After the family cemetery.
After the failed delivery.
After the mining accident
that left you with a limp.
After the office elevator dinged
and the doors gasped open
and sealed behind you, the expected
music dammed by steel,
a room of brown bears
looked at you, blinking. These
bureaucratic bears
had their own conference
room; huddled in cardboard
paper greenery, they discussed—
no joke—the prevention
of forest fires. One noticed
your bad leg and prompted
a discussion on luck.
                                        Years ago,
the Elkhorn mine collapsed
after a crew drilled too deep
into the earth—discovering
water. The mine filled fast
after, carrying off its workers.
After, you had to keep
lights on to avoid seeing
ghosts.

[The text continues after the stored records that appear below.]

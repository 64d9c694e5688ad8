use std::collections::HashMap;
use std::sync::Arc;

use async_trait::async_trait;
use tokio::sync::RwLock;
use tokio::task::JoinHandle;

use crate::bus::{Event, EventBus};
use crate::error::{Error, Result};
use crate::model::{SessionId, SessionRecord};

use super::SessionMap;

/// Concurrent map protected by a fair reader/writer lock. Registers a
/// listener on `SESSION_CLOSED` at construction time; the listener must be
/// deregistered via `close()` to allow clean teardown (see Design Notes,
/// "Listener lifecycle").
pub struct MemorySessionMap {
    sessions: Arc<RwLock<HashMap<SessionId, SessionRecord>>>,
    listener: Option<JoinHandle<()>>,
}

impl MemorySessionMap {
    pub fn new(bus: &dyn EventBus) -> Self {
        let sessions: Arc<RwLock<HashMap<SessionId, SessionRecord>>> = Arc::new(RwLock::new(HashMap::new()));
        let mut receiver = bus.subscribe();
        let listener_sessions = sessions.clone();
        let listener = tokio::spawn(async move {
            loop {
                match receiver.recv().await {
                    Ok(Event::SessionClosed(id)) => {
                        listener_sessions.write().await.remove(&id);
                    }
                    Ok(_) => {}
                    Err(tokio::sync::broadcast::error::RecvError::Lagged(skipped)) => {
                        log::warn!("session map listener lagged, skipped {skipped} events");
                    }
                    Err(tokio::sync::broadcast::error::RecvError::Closed) => break,
                }
            }
        });
        MemorySessionMap { sessions, listener: Some(listener) }
    }

    pub fn close(&mut self) {
        if let Some(handle) = self.listener.take() {
            handle.abort();
        }
    }
}

impl Drop for MemorySessionMap {
    fn drop(&mut self) {
        self.close();
    }
}

#[async_trait]
impl SessionMap for MemorySessionMap {
    async fn add(&self, session: SessionRecord) -> Result<bool> {
        let mut guard = self.sessions.write().await;
        let inserted = !guard.contains_key(&session.session_id);
        guard.insert(session.session_id, session);
        Ok(inserted)
    }

    async fn get(&self, id: SessionId) -> Result<SessionRecord> {
        self.sessions.read().await.get(&id).cloned().ok_or_else(|| Error::NoSuchSession(id.to_string()))
    }

    async fn remove(&self, id: SessionId) {
        self.sessions.write().await.remove(&id);
    }

    fn is_ready(&self) -> bool {
        self.listener.is_some()
    }
}

#[cfg(test)]
mod tests {
    use super::*;
    use crate::model::Capabilities;

    fn record() -> SessionRecord {
        SessionRecord { session_id: SessionId::random(), uri: "http://node/session/1".into(), capabilities: Capabilities::new() }
    }

    #[tokio::test]
    async fn add_then_get_round_trips() {
        let bus = crate::bus::LocalEventBus::new();
        let map = MemorySessionMap::new(&bus);
        let session = record();
        assert!(map.add(session.clone()).await.unwrap());
        assert_eq!(map.get(session.session_id).await.unwrap(), session);
    }

    #[tokio::test]
    async fn session_closed_event_removes_entry() {
        let bus = crate::bus::LocalEventBus::new();
        let map = MemorySessionMap::new(&bus);
        let session = record();
        map.add(session.clone()).await.unwrap();

        bus.publish(Event::SessionClosed(session.session_id));
        // allow the listener task to run
        tokio::task::yield_now().await;
        tokio::time::sleep(std::time::Duration::from_millis(20)).await;

        assert!(map.get(session.session_id).await.is_err());
    }

    #[tokio::test]
    async fn remove_is_idempotent() {
        let bus = crate::bus::LocalEventBus::new();
        let map = MemorySessionMap::new(&bus);
        let id = SessionId::random();
        map.remove(id).await;
        map.remove(id).await;
    }
}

You
pushed the elevator button.
You pushed it frantically.
The bears discussed carving
space for nature
to intrude. They asked about
water underground,
if flooding the forest
could prevent its burning,
if flooding the bureau
meant they could taste
pink salmon again.


[Home]

An eagle the size of a two-story [home] perches
on a felled tree, now [home] to beetles and oyster
mushrooms jutting, uncountable, from uncountable
growth rings. And Homer, our old, ribbed dog,

odysseys after a boy called Ezra. The dog shuffles
between trees as thin as wheel spokes taken
from a circumference and jammed into the ground.
Ezra passes a [home] halved and shuttering

in the geometric foliage, a banjo’s tinny song
sailing skyward like geese that [home] here when winter
strips the woods clean and raw. Last winter,
Ezra’s family lost their [home] to the bank. Now

alone with the dog, he watches the geese converge
into a single, mighty bald eagle. America’s symbol?
No, just an observation that twins the melancholy
in the banjo player’s song. I’m going back [home]


Church

The congregation sings, Today is the day that the Lord has made. Voices
echo behind the janitor’s mop bucket, existing in a temporary
fix—a square, gray storehouse on a highway called Zero—and without God
a place like this would be too eerie. The believers fled here

after Big Pharma bought up the church land. But these flickering
halls carry only the echo of footsteps—of rejoicing, which sounds,
if you’re listening, the same as a warning. Faith clambers
in the slickness left behind by the janitor’s dingy mop, leaves

bright blessings in the scarred tile. Like everywhere on the Zero,
this place sits abandoned. It stays too clean for the janitor to worship
more than once a week. His church: a pre-recorded sermon
playing on the radio. Echoes the congregation: rejoice.